After making a humorous video extolling the benefits of titanium over carbon, they realized that the joke was on them.


----------



## skepticman (Dec 25, 2005)

They had an entire website about why titanium is the best frame material. The site is gone now, but here is a Wayback Machine copy.

Why Titanium?

I posted some hilarious quotes from their 2006 catalog in this thread.

http://forums.roadbikereview.com/ge...duct-copy-237488-post3162491.html#post3162491

I used to like Litespeed, and owned a Catalyst long ago, and still own a Tuscany. Now my Moots is my favorite bike. I posted an extensive critique of Litespeed quality in this thread. [Please, nobody reply and revive these ancient threads]

http://forums.roadbikereview.com/bi...420-320-a-144435-post1744585.html#post1744585


----------



## Dajianshan (Jul 15, 2007)

What?! This kind of beautiful welding and craftsmanship doesn't get you excited? Look at the welds! 

I had the opportunity to put several testing miles on a LITESPEED Archon Ti when I was considering my latest bike. It felt... wrong. It looked wrong. It rode... wrong. I also didn't like the tin can tubing they are using to keep up with the CF weight weenies. 

I think a great race bike can be made out of titanium and be comparable to a lot of the CF frames. But I don't think LITESPEED makes that bike. I had Seven design a Ti bike to achieve the ride I was looking for in a Titanium race bike.


----------



## vagabondcyclist (Apr 2, 2011)

brianmcg said:


> Get a Lynskey.


Yep.....


----------



## zyzzx (Apr 21, 2011)

moving towards carbon


----------



## Magsdad (Jun 29, 2005)

Dajianshan said:


> What?! This kind of beautiful welding and craftsmanship doesn't get you excited? Look at the welds!
> 
> I had the opportunity to put several testing miles on a LITESPEED Archon Ti when I was considering my latest bike. It felt... wrong. It looked wrong. It rode... wrong. I also didn't like the tin can tubing they are using to keep up with the CF weight weenies.
> 
> I think a great race bike can be made out of titanium and be comparable to a lot of the CF frames. But I don't think LITESPEED makes that bike. I had Seven design a Ti bike to achieve the ride I was looking for in a Titanium race bike.


I felt the same way. I rode a LS many years ago, tried a new one. Last time I will ever even think about one. Such a shame. And DAMN, those welds are grotesque!


----------



## Peter P. (Dec 30, 2006)

American Bicycle Group bought out the Lynskey name and diluted the quality of the brand. The Lynskey family was barred from re-entering the titanium bicycle market for several years. That waiting period is long over and they are back as Lynskey Performance. Same unsurpassed titanium quality, different name.


----------



## skepticman (Dec 25, 2005)

Peter P. said:


> Same unsurpassed titanium quality, different name.
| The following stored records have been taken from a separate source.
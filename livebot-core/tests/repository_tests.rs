// File: livebot-core/tests/repository_tests.rs
//
// The JSON store and both repositories over it: defaults, merge
// semantics, reload round-trips, and the watch-registry policies.

use std::sync::Arc;

use livebot_common::models::{Platform, StreamStateUpdate, StreamStatus};
use livebot_common::traits::repository_traits::{GuildConfigRepository, StreamStateRepository};
use livebot_core::repositories::{JsonGuildConfigRepository, JsonStreamStateRepository};
use livebot_core::store::JsonStore;

fn open_repos(path: &std::path::Path) -> (JsonGuildConfigRepository, JsonStreamStateRepository) {
    let store = Arc::new(JsonStore::open(path));
    (
        JsonGuildConfigRepository::new(store.clone()),
        JsonStreamStateRepository::new(store),
    )
}

#[tokio::test]
async fn unseen_channel_reads_as_default_offline_state() {
    let dir = tempfile::tempdir().unwrap();
    let (_, states) = open_repos(&dir.path().join("db.json"));

    let state = states.get(Platform::Twitch, "never_seen").await;
    assert_eq!(state.last_status, StreamStatus::Offline);
    assert!(state.last_notified.is_none());
    assert!(state.last_stream_id.is_none());
}

#[tokio::test]
async fn update_merges_shallowly_over_existing_state() {
    let dir = tempfile::tempdir().unwrap();
    let (_, states) = open_repos(&dir.path().join("db.json"));

    states
        .update(
            Platform::Twitch,
            "streamer",
            StreamStateUpdate {
                last_status: Some(StreamStatus::Online),
                last_notified: Some(chrono::Utc::now()),
                last_stream_id: Some("A".to_string()),
            },
        )
        .await;

    // Status-only patch: the other fields must survive.
    states
        .update(
            Platform::Twitch,
            "streamer",
            StreamStateUpdate {
                last_status: Some(StreamStatus::Offline),
                ..Default::default()
            },
        )
        .await;

    let state = states.get(Platform::Twitch, "streamer").await;
    assert_eq!(state.last_status, StreamStatus::Offline);
    assert_eq!(state.last_stream_id.as_deref(), Some("A"));
    assert!(state.last_notified.is_some());
}

#[tokio::test]
async fn state_keys_are_case_insensitive() {
    let dir = tempfile::tempdir().unwrap();
    let (_, states) = open_repos(&dir.path().join("db.json"));

    states
        .update(
            Platform::Kick,
            "StreamerName",
            StreamStateUpdate {
                last_status: Some(StreamStatus::Online),
                ..Default::default()
            },
        )
        .await;

    let state = states.get(Platform::Kick, "streamername").await;
    assert_eq!(state.last_status, StreamStatus::Online);
}

#[tokio::test]
async fn document_survives_a_process_restart() {
    let dir = tempfile::tempdir().unwrap();
    let path = dir.path().join("db.json");

    {
        let (guilds, states) = open_repos(&path);
        guilds.set_notify_channel("guild-1", "100", true).await;
        guilds.add_watch("guild-1", Platform::Twitch, "streamer").await;
        states
            .update(
                Platform::Twitch,
                "streamer",
                StreamStateUpdate {
                    last_status: Some(StreamStatus::Online),
                    last_stream_id: Some("A".to_string()),
                    ..Default::default()
                },
            )
            .await;
    }

    // Fresh store over the same file.
    let (guilds, states) = open_repos(&path);
    let config = guilds.get_or_create("guild-1").await;
    assert_eq!(config.notify_channel_id.as_deref(), Some("100"));
    assert!(config.mentions_enabled);
    assert_eq!(config.watched.len(), 1);

    let state = states.get(Platform::Twitch, "streamer").await;
    assert_eq!(state.last_status, StreamStatus::Online);
    assert_eq!(state.last_stream_id.as_deref(), Some("A"));
}

#[tokio::test]
async fn corrupt_document_starts_from_defaults() {
    let dir = tempfile::tempdir().unwrap();
    let path = dir.path().join("db.json");
    std::fs::write(&path, "{not valid json").unwrap();

    let (guilds, states) = open_repos(&path);
    assert!(guilds.all_guilds().await.is_empty());
    let state = states.get(Platform::Twitch, "anyone").await;
    assert_eq!(state.last_status, StreamStatus::Offline);
}

#[tokio::test]
async fn add_watch_rejects_case_insensitive_duplicates() {
    let dir = tempfile::tempdir().unwrap();
    let (guilds, _) = open_repos(&dir.path().join("db.json"));

    assert!(guilds.add_watch("guild-1", Platform::Twitch, "Streamer").await);
    assert!(!guilds.add_watch("guild-1", Platform::Twitch, "streamer").await);
    // Same identifier on the other platform is a distinct entry.
    assert!(guilds.add_watch("guild-1", Platform::Kick, "streamer").await);

    assert_eq!(guilds.watch_list("guild-1").await.len(), 2);
}

#[tokio::test]
async fn remove_watch_reports_whether_anything_changed() {
    let dir = tempfile::tempdir().unwrap();
    let (guilds, _) = open_repos(&dir.path().join("db.json"));

    guilds.add_watch("guild-1", Platform::Twitch, "streamer").await;
    assert!(guilds.remove_watch("guild-1", Platform::Twitch, "STREAMER").await);
    assert!(!guilds.remove_watch("guild-1", Platform::Twitch, "streamer").await);
    assert!(guilds.watch_list("guild-1").await.is_empty());
}

#[tokio::test]
async fn watched_channel_union_excludes_guilds_without_a_destination() {
    let dir = tempfile::tempdir().unwrap();
    let (guilds, _) = open_repos(&dir.path().join("db.json"));

    guilds.set_notify_channel("configured", "100", false).await;
    guilds.add_watch("configured", Platform::Twitch, "Alpha").await;
    guilds.add_watch("configured", Platform::Kick, "beta").await;

    // Watch entries but no destination: deliberately ignored.
    guilds.add_watch("unconfigured", Platform::Twitch, "gamma").await;

    let watched = guilds.get_all_watched_channels().await;
    assert_eq!(
        watched.twitch.iter().cloned().collect::<Vec<_>>(),
        vec!["alpha".to_string()]
    );
    assert_eq!(
        watched.kick.iter().cloned().collect::<Vec<_>>(),
        vec!["beta".to_string()]
    );
}

#[tokio::test]
async fn watched_channel_union_dedupes_across_guilds() {
    let dir = tempfile::tempdir().unwrap();
    let (guilds, _) = open_repos(&dir.path().join("db.json"));

    guilds.set_notify_channel("guild-1", "100", false).await;
    guilds.add_watch("guild-1", Platform::Twitch, "Streamer").await;
    guilds.set_notify_channel("guild-2", "200", false).await;
    guilds.add_watch("guild-2", Platform::Twitch, "STREAMER").await;

    let watched = guilds.get_all_watched_channels().await;
    assert_eq!(watched.twitch.len(), 1);
}

#[tokio::test]
async fn vod_flag_requires_a_watched_entry_and_ors_across_guilds() {
    let dir = tempfile::tempdir().unwrap();
    let (guilds, _) = open_repos(&dir.path().join("db.json"));

    // Not watched yet: refuse the toggle.
    assert!(
        !guilds
            .set_vod_enabled("guild-1", Platform::Kick, "streamer", true)
            .await
    );

    guilds.add_watch("guild-1", Platform::Kick, "streamer").await;
    guilds.add_watch("guild-2", Platform::Kick, "streamer").await;
    assert!(!guilds.should_download_vod(Platform::Kick, "streamer").await);

    // One guild opting in flips the channel-wide policy.
    assert!(
        guilds
            .set_vod_enabled("guild-1", Platform::Kick, "streamer", true)
            .await
    );
    assert!(guilds.should_download_vod(Platform::Kick, "streamer").await);

    // And opting back out clears it when no other guild wants VODs.
    guilds
        .set_vod_enabled("guild-1", Platform::Kick, "streamer", false)
        .await;
    assert!(!guilds.should_download_vod(Platform::Kick, "streamer").await);
}

#[tokio::test]
async fn get_or_create_is_lazy_and_persistent() {
    let dir = tempfile::tempdir().unwrap();
    let path = dir.path().join("db.json");

    {
        let (guilds, _) = open_repos(&path);
        let config = guilds.get_or_create("guild-1").await;
        assert!(config.notify_channel_id.is_none());
        assert!(!config.mentions_enabled);
        assert!(config.watched.is_empty());
    }

    let (guilds, _) = open_repos(&path);
    assert_eq!(guilds.all_guilds().await.len(), 1);
}
//! Webcore: small asynchronous utilities for resource warm-up and
//! condition waiting.
//!
//! This crate is the facade over the workspace members:
//! - [`preload`]: sequential resource preloading with per-item timing
//! - [`wait_until`]: polling-based condition waiting with a timeout ceiling
//! - [`Fetcher`]/[`HttpFetcher`] and URL helpers from the `fetch` crate
//!
//! Each entry point is a stateless function over its arguments; there is no
//! process-wide state, and independent calls may be in flight concurrently
//! without interference.

pub mod config;
/// User-agent classification for mobile platforms
pub mod device;

pub use fetch::{Fetcher, HttpFetcher, query, random_excluding, uncache};
pub use preload::{PreloadReport, PreloadResult, preload};
pub use wait::{PollOutcome, WaitOptions, wait_until};
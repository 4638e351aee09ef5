//! Sequential resource preloading with per-item timing metadata.
//!
//! Given an ordered list of resource locators, [`preload`] loads each one
//! strictly one at a time through a [`Fetcher`], records success/failure and
//! elapsed wall-clock time per item, and resolves with the full ordered
//! report once the last item has settled.

use fetch::{Fetcher, uncache};
use log::{debug, warn};
use std::time::{Duration, Instant};

/// Outcome of preloading a single resource.
#[derive(Debug, Clone, PartialEq, Eq)]
pub struct PreloadResult {
    /// The locator actually fetched, after the cache-defeating rewrite.
    pub src: String,
    /// Whether the load resolved without error.
    pub success: bool,
    /// Wall-clock time from load start to resolution. Subject to a small
    /// scheduler-granularity margin of error (~3ms).
    pub elapsed: Duration,
}

/// Ordered preload outcomes, one entry per input resource, in input order.
pub type PreloadReport = Vec<PreloadResult>;

/// Preload an ordered list of resources, one at a time.
///
/// Each locator is rewritten with a cache-defeating query token before
/// fetching, so repeated preloads of the same resource are not served from
/// cache. Loads are strictly sequential: fetching resource `i + 1` does not
/// begin until resource `i` has resolved. That bounds concurrent network and
/// memory pressure and makes the report order deterministic, at the cost of
/// total latency being the sum of the individual loads.
///
/// A failed load is recorded and skipped, never retried; one bad resource
/// does not abort the batch. Empty input resolves immediately with an empty
/// report.
///
/// There is no overall timeout: a fetch that never resolves stalls the rest
/// of the sequence. Callers that need a ceiling should wrap the returned
/// future in `tokio::time::timeout`.
pub async fn preload<F, I, S>(fetcher: &F, resources: I) -> PreloadReport
where
    F: Fetcher,
    I: IntoIterator<Item = S>,
    S: AsRef<str>,
{
    let mut report = PreloadReport::new();
    for resource in resources {
        let src = uncache(resource.as_ref());

        let started = Instant::now();
        let outcome = fetcher.fetch(&src).await;
        let elapsed = started.elapsed();

        match &outcome {
            Ok(transferred) => debug!("preloaded {src} ({transferred} bytes in {elapsed:?})"),
            Err(err) => warn!("preload of {src} failed after {elapsed:?}: {err}"),
        }
        report.push(PreloadResult {
            src,
            success: outcome.is_ok(),
            elapsed,
        });
    }
    report
}

#[cfg(test)]
mod tests {
    use super::*;
    use anyhow::{Error, anyhow};
    use std::sync::Mutex;

    /// Fetcher that fails any locator containing a marker substring and
    /// records the order locators were requested in.
    struct ScriptedFetcher {
        fail_marker: &'static str,
        requested: Mutex<Vec<String>>,
    }

    impl ScriptedFetcher {
        fn new(fail_marker: &'static str) -> Self {
            Self {
                fail_marker,
                requested: Mutex::new(Vec::new()),
            }
        }
    }

    impl Fetcher for ScriptedFetcher {
        async fn fetch(&self, locator: &str) -> Result<u64, Error> {
            self.requested
                .lock()
                .expect("lock poisoned")
                .push(locator.to_owned());
            if locator.contains(self.fail_marker) {
                Err(anyhow!("scripted failure for {locator}"))
            } else {
                Ok(0)
            }
        }
    }

    #[tokio::test]
    async fn test_report_has_one_entry_per_resource_in_input_order() {
        let fetcher = ScriptedFetcher::new("!never!");
        let report = preload(&fetcher, ["image.gif", "sun.jpg", "landscape.png"]).await;

        assert_eq!(report.len(), 3);
        assert!(report[0].src.starts_with("image.gif?_="));
        assert!(report[1].src.starts_with("sun.jpg?_="));
        assert!(report[2].src.starts_with("landscape.png?_="));
        assert!(report.iter().all(|result| result.success));
    }

    #[tokio::test]
    async fn test_single_successful_resource() {
        let fetcher = ScriptedFetcher::new("!never!");
        let report = preload(&fetcher, ["landscape.png"]).await;

        assert_eq!(report.len(), 1);
        assert!(report[0].success);
        assert!(report[0].elapsed >= Duration::ZERO);
    }

    #[tokio::test]
    async fn test_failed_resource_does_not_abort_the_batch() {
        let fetcher = ScriptedFetcher::new("broken");
        let report = preload(&fetcher, ["ok.gif", "broken.jpg", "also-ok.png"]).await;

        assert_eq!(report.len(), 3, "Batch must run to completion");
        assert!(report[0].success);
        assert!(!report[1].success);
        assert!(report[2].success);
    }

    #[tokio::test]
    async fn test_empty_input_resolves_with_empty_report() {
        let fetcher = ScriptedFetcher::new("!never!");
        let report = preload(&fetcher, Vec::<String>::new()).await;
        assert!(report.is_empty());
    }

    #[tokio::test]
    async fn test_resources_are_fetched_sequentially_in_order() {
        let fetcher = ScriptedFetcher::new("broken");
        let report = preload(&fetcher, ["a.png", "broken.png", "b.png"]).await;

        let requested = fetcher.requested.lock().expect("lock poisoned");
        assert_eq!(requested.len(), 3);
        for (request, result) in requested.iter().zip(report.iter()) {
            assert_eq!(request, &result.src);
        }
    }

    #[tokio::test]
    async fn test_same_resource_gets_distinct_cache_tokens() {
        let fetcher = ScriptedFetcher::new("!never!");
        let report = preload(&fetcher, ["image.gif", "image.gif"]).await;
        assert_ne!(report[0].src, report[1].src);
    }
}
use log::trace;

/// Mobile platform recognized from a user-agent string.
#[derive(Debug, Clone, Copy, PartialEq, Eq)]
pub enum MobilePlatform {
    Android,
    BlackBerry,
    Ios,
    OperaMini,
    WindowsPhone,
}

/// Classify a user-agent string into a mobile platform.
///
/// Matching is case-insensitive substring search, in a fixed order; the
/// first platform whose markers appear wins. Desktop agents yield `None`.
pub fn detect(user_agent: &str) -> Option<MobilePlatform> {
    let agent = user_agent.to_ascii_lowercase();

    let platform = if agent.contains("android") {
        Some(MobilePlatform::Android)
    } else if agent.contains("blackberry") {
        Some(MobilePlatform::BlackBerry)
    } else if ["iphone", "ipod", "ipad"]
        .iter()
        .any(|marker| agent.contains(marker))
    {
        Some(MobilePlatform::Ios)
    } else if agent.contains("opera mini") {
        Some(MobilePlatform::OperaMini)
    } else if agent.contains("iemobile") || agent.contains("wpdesktop") {
        Some(MobilePlatform::WindowsPhone)
    } else {
        None
    };
    trace!("user agent classified as {platform:?}");
    platform
}

/// Whether the user-agent string belongs to any recognized mobile platform.
pub fn is_mobile(user_agent: &str) -> bool {
    detect(user_agent).is_some()
}
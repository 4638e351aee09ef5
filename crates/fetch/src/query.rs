//! URL query parameter helpers.
//!
//! Pure string-in, string-out rewrites over the `url` crate. Unlike the
//! cache-defeating rewrite in [`crate::uncache`], these require absolute
//! URLs since they round-trip through a full parse.

use anyhow::{Error, anyhow};
use url::Url;

/// Get the decoded value of a query parameter from a URL.
///
/// Returns `None` when the parameter is absent or the URL does not parse.
/// An empty value (`?flag=` or a bare `?flag`) is `Some("")`.
///
/// ```
/// let value = fetch::query::query_param("https://mydogs.net?dog=beagle", "dog");
/// assert_eq!(value.as_deref(), Some("beagle"));
/// ```
pub fn query_param(url: &str, name: &str) -> Option<String> {
    let parsed = Url::parse(url).ok()?;
    parsed
        .query_pairs()
        .find(|(key, _)| key == name)
        .map(|(_, value)| value.into_owned())
}

/// Return a new URL string with the given query parameter set.
///
/// An existing parameter of the same name is replaced rather than
/// duplicated; all other parameters are preserved.
///
/// # Errors
///
/// Returns `Err` if `url` cannot be parsed as an absolute URL.
pub fn with_query_param(url: &str, key: &str, value: &str) -> Result<String, Error> {
    let mut parsed = Url::parse(url).map_err(|err| anyhow!("Invalid URL {url}: {err}"))?;

    let retained: Vec<(String, String)> = parsed
        .query_pairs()
        .filter(|(name, _)| name != key)
        .map(|(name, val)| (name.into_owned(), val.into_owned()))
        .collect();

    {
        let mut pairs = parsed.query_pairs_mut();
        pairs.clear();
        for (name, val) in &retained {
            pairs.append_pair(name, val);
        }
        pairs.append_pair(key, value);
    }

    Ok(parsed.into())
}

/// Rewrite an `http` URL to `https`; identity for URLs already on `https`.
///
/// # Errors
///
/// Returns `Err` if `url` cannot be parsed, or its scheme is neither `http`
/// nor `https`.
pub fn force_https(url: &str) -> Result<String, Error> {
    let mut parsed = Url::parse(url).map_err(|err| anyhow!("Invalid URL {url}: {err}"))?;
    match parsed.scheme() {
        "https" => {}
        "http" => parsed
            .set_scheme("https")
            .map_err(|()| anyhow!("Cannot upgrade scheme for {url}"))?,
        other => return Err(anyhow!("Cannot force https on {other} URL {url}")),
    }
    Ok(parsed.into())
}
use rand::Rng as _;

/// Ceiling for cache-defeating tokens. Wide enough that two preloads of the
/// same locator within a session will practically never collide.
const UNCACHE_CEILING: u64 = 5_000_000_000;

/// Rejection attempts before giving up on a blacklist that covers (almost)
/// the entire range.
const MAX_REJECTIONS: u32 = 1024;

/// Rewrite a resource locator with a cache-defeating query token.
///
/// Appends a `_=<random>` query parameter so repeated preloads of the same
/// resource are not served from a browser or CDN cache. The rewrite is
/// purely textual: the locator may be relative and is never parsed, so this
/// cannot fail. A fragment stays behind the token, so the token lands in
/// the query part that a server actually receives.
///
/// ```
/// let uncached = fetch::uncache("landscape.png");
/// assert!(uncached.starts_with("landscape.png?_="));
/// ```
pub fn uncache(locator: &str) -> String {
    let token = rand::thread_rng().gen_range(0..=UNCACHE_CEILING);
    let (base, fragment) = match locator.split_once('#') {
        Some((base, fragment)) => (base, Some(fragment)),
        None => (locator, None),
    };
    let separator = if base.contains('?') { '&' } else { '?' };
    match fragment {
        Some(fragment) => format!("{base}{separator}_={token}#{fragment}"),
        None => format!("{base}{separator}_={token}"),
    }
}

/// Uniform random integer in `0..=max`, excluding blacklisted values.
///
/// Uses an iterative rejection-sampling loop rather than recursion, so a
/// large blacklist cannot grow the stack. The loop is bounded: if the
/// blacklist covers the whole range (a caller error), the last sample is
/// returned after a fixed number of attempts instead of spinning forever.
pub fn random_excluding(max: u64, blacklist: &[u64]) -> u64 {
    let mut rng = rand::thread_rng();
    let mut value = rng.gen_range(0..=max);

    let mut rejections = 0;
    while blacklist.contains(&value) && rejections < MAX_REJECTIONS {
        value = rng.gen_range(0..=max);
        rejections += 1;
    }
    value
}

#[cfg(test)]
mod tests {
    use super::*;

    #[test]
    fn test_uncache_appends_query_token() {
        let uncached = uncache("https://example.com/sun.jpg");
        assert!(uncached.starts_with("https://example.com/sun.jpg?_="));

        let token: u64 = uncached
            .rsplit_once("?_=")
            .expect("token separator")
            .1
            .parse()
            .expect("numeric token");
        assert!(token <= UNCACHE_CEILING);
    }

    #[test]
    fn test_uncache_uses_ampersand_when_query_exists() {
        let uncached = uncache("https://example.com/sun.jpg?size=large");
        assert!(uncached.starts_with("https://example.com/sun.jpg?size=large&_="));
    }

    #[test]
    fn test_uncache_keeps_the_token_out_of_the_fragment() {
        let uncached = uncache("page.html#top");
        assert!(uncached.starts_with("page.html?_="));
        assert!(uncached.ends_with("#top"));

        let with_query = uncache("page.html?lang=en#top");
        assert!(with_query.starts_with("page.html?lang=en&_="));
        assert!(with_query.ends_with("#top"));
    }

    #[test]
    fn test_uncache_is_unique_per_attempt() {
        let first = uncache("image.gif");
        let second = uncache("image.gif");
        // A collision here is possible but astronomically unlikely.
        assert_ne!(first, second);
    }

    #[test]
    fn test_random_excluding_skips_blacklisted_values() {
        for _ in 0..100 {
            let value = random_excluding(10, &[7, 8, 9]);
            assert!(value <= 10);
            assert!(!(7..=9).contains(&value));
        }
    }

    #[test]
    fn test_random_excluding_terminates_on_full_blacklist() {
        // Every value is blacklisted; the bounded loop must still return.
        let value = random_excluding(1, &[0, 1]);
        assert!(value <= 1);
    }
}
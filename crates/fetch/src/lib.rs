//! Resource fetching primitive for the webcore utility library.
//!
//! This crate provides:
//! - [`Fetcher`]: the asynchronous load-and-notify seam the preloader is
//!   generic over
//! - [`HttpFetcher`]: the default implementation, dispatching on URL scheme
//!   (`http`/`https` via reqwest, `file` via the local filesystem)
//! - Cache-defeating locator rewrites and URL query helpers

/// Fetcher trait and the scheme-dispatched default implementation
mod fetcher;
pub mod query;
/// Cache-defeating locator rewrite and rejection-sampled randomness
pub mod uncache;

pub use fetcher::{Fetcher, HttpFetcher};
pub use uncache::{random_excluding, uncache};
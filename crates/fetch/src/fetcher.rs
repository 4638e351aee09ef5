use anyhow::{Error, anyhow};
use bytes::{Bytes, BytesMut};
use log::debug;
use reqwest::get as reqwest_get;
use tokio::fs::read as tokio_fs_read;
use tokio_stream::{Stream, StreamExt as _};
use url::Url;

/// Asynchronous resource-loading primitive.
///
/// A fetcher issues a request for a resource locator and resolves once the
/// resource body has been fully transferred. Implementations must never
/// panic on a bad locator; every failure is reported through the returned
/// `Result` so callers can record it and move on.
pub trait Fetcher {
    /// Fetch the resource at `locator`, draining the body completely.
    ///
    /// # Returns
    ///
    /// The number of bytes transferred.
    ///
    /// # Errors
    ///
    /// Returns `Err` if the locator cannot be parsed, the scheme is
    /// unsupported, or the transfer itself fails.
    fn fetch(&self, locator: &str) -> impl Future<Output = Result<u64, Error>> + Send;
}

/// Default [`Fetcher`] backed by the network and the local filesystem.
///
/// Supported URL schemes:
/// - `http`, `https`: Fetched via `reqwest` as a streaming response; the
///   body is drained chunk by chunk so the elapsed time a caller measures
///   covers the full transfer
/// - `file`: Read from the local filesystem
#[derive(Debug, Default, Clone, Copy)]
pub struct HttpFetcher;

impl HttpFetcher {
    /// Fetch the resource at `locator` and return its full body.
    ///
    /// Unlike [`Fetcher::fetch`] this buffers the body, for callers that
    /// want the content itself (e.g. loading a script) rather than a cache
    /// warm-up.
    ///
    /// # Errors
    ///
    /// Same conditions as [`Fetcher::fetch`].
    pub async fn fetch_bytes(&self, locator: &str) -> Result<Bytes, Error> {
        let url = parse_locator(locator)?;
        match url.scheme() {
            "http" | "https" => {
                let mut stream = http_body_stream(&url).await?;
                let mut body = BytesMut::new();
                while let Some(chunk) = stream.next().await {
                    body.extend_from_slice(&chunk.map_err(Error::from)?);
                }
                Ok(body.freeze())
            }
            "file" => Ok(Bytes::from(read_file_url(&url).await?)),
            _ => Err(anyhow!("Unsupported url scheme {}", url.scheme())),
        }
    }
}

impl Fetcher for HttpFetcher {
    async fn fetch(&self, locator: &str) -> Result<u64, Error> {
        let url = parse_locator(locator)?;
        let transferred = match url.scheme() {
            "http" | "https" => {
                let mut stream = http_body_stream(&url).await?;
                let mut total: u64 = 0;
                while let Some(chunk) = stream.next().await {
                    total += chunk.map_err(Error::from)?.len() as u64;
                }
                total
            }
            "file" => read_file_url(&url).await?.len() as u64,
            _ => return Err(anyhow!("Unsupported url scheme {}", url.scheme())),
        };
        debug!("fetched {url} ({transferred} bytes)");
        Ok(transferred)
    }
}

fn parse_locator(locator: &str) -> Result<Url, Error> {
    Url::parse(locator).map_err(|err| anyhow!("Invalid resource locator {locator}: {err}"))
}

async fn http_body_stream(
    url: &Url,
) -> Result<Box<dyn Stream<Item = Result<Bytes, reqwest::Error>> + Send + Unpin>, Error> {
    let response = reqwest_get(url.clone())
        .await
        .map_err(|err| anyhow!("Failed to fetch URL {url}: {err}"))?;

    if !response.status().is_success() {
        return Err(anyhow!(
            "Failed to fetch URL: {} (Status: {})",
            url,
            response.status()
        ));
    }
    Ok(Box::new(response.bytes_stream()))
}

async fn read_file_url(url: &Url) -> Result<Vec<u8>, Error> {
    let path = url
        .to_file_path()
        .map_err(|()| anyhow!("Invalid file path for file url: {url}"))?;
    Ok(tokio_fs_read(path).await?)
}
//! Error types for geneprop

use std::path::PathBuf;
use thiserror::Error;

/// Result alias used throughout the crate
pub type Result<T> = std::result::Result<T, Error>;

/// Errors raised by the graph model, the loaders and the algorithms
#[derive(Debug, Error)]
pub enum Error {
    /// A caller-supplied argument is outside its valid domain
    /// (empty seed list for RWR, restart outside (0,1), `k == 0`, ...)
    #[error("invalid argument: {0}")]
    InvalidArgument(String),

    /// File could not be opened or read
    #[error("failed to read {}: {source}", path.display())]
    Io {
        /// File being read
        path: PathBuf,
        /// Underlying I/O error
        #[source]
        source: std::io::Error,
    },

    /// Reading from an already-open source failed
    #[error("read error: {0}")]
    Read(#[from] std::io::Error),

    /// Malformed network or seed file
    #[error("parse error at line {line}: {message}")]
    Parse {
        /// 1-based line number
        line: usize,
        /// What went wrong
        message: String,
    },
}

impl Error {
    /// Shorthand for [`Error::InvalidArgument`]
    pub(crate) fn invalid(msg: impl Into<String>) -> Self {
        Self::InvalidArgument(msg.into())
    }
}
I think nearly every Carl Strong, Seven, Serotta, Moots, Eriksen, IndyFab, Firefly and pre-ABG Merlin owner (and many non-owners who have seen the frames in person) would dispute that statement. It's hard to think of a company that makes obviously lower quality titanium bikes than Lynskey IMHO.


----------



## skepticman (Dec 25, 2005)

Oh yeah, for anyone actually interested in a new Litespeed, there are a couple new models coming out. Amazingly, one is titanium.

First Look! 2012 Litespeed L1R BB386EVO Road Bike & Cohutta Titanium 29er Hardtail - Bike Rumor

I had expected Litespeed to abandon metal completely after ABG sold their building to Lynskey.

Bicycle Retailer and Industry News


----------



## bwhite_4 (Aug 29, 2006)

skepticman said:


> I think nearly every Carl Strong, Seven, Serotta, Moots, Eriksen, IndyFab, Firefly and pre-ABG Merlin owner (and many non-owners who have seen the frames in person) would dispute that statement. It's hard to think of a company that makes obviously lower quality titanium bikes than Lynskey IMHO.


Well, there are many asian Ti frames that are crappy - but I can't think of lower-end american made Ti frame than lynskey.


----------



## pmf (Feb 23, 2004)

I heard somewhere that all the current Litespeed frames are made in China. Don't know if that's true, but the welds look much more crude than the ones on my 1999 Litespeed Ultimate. I still ride that bike and am quite happy with it. 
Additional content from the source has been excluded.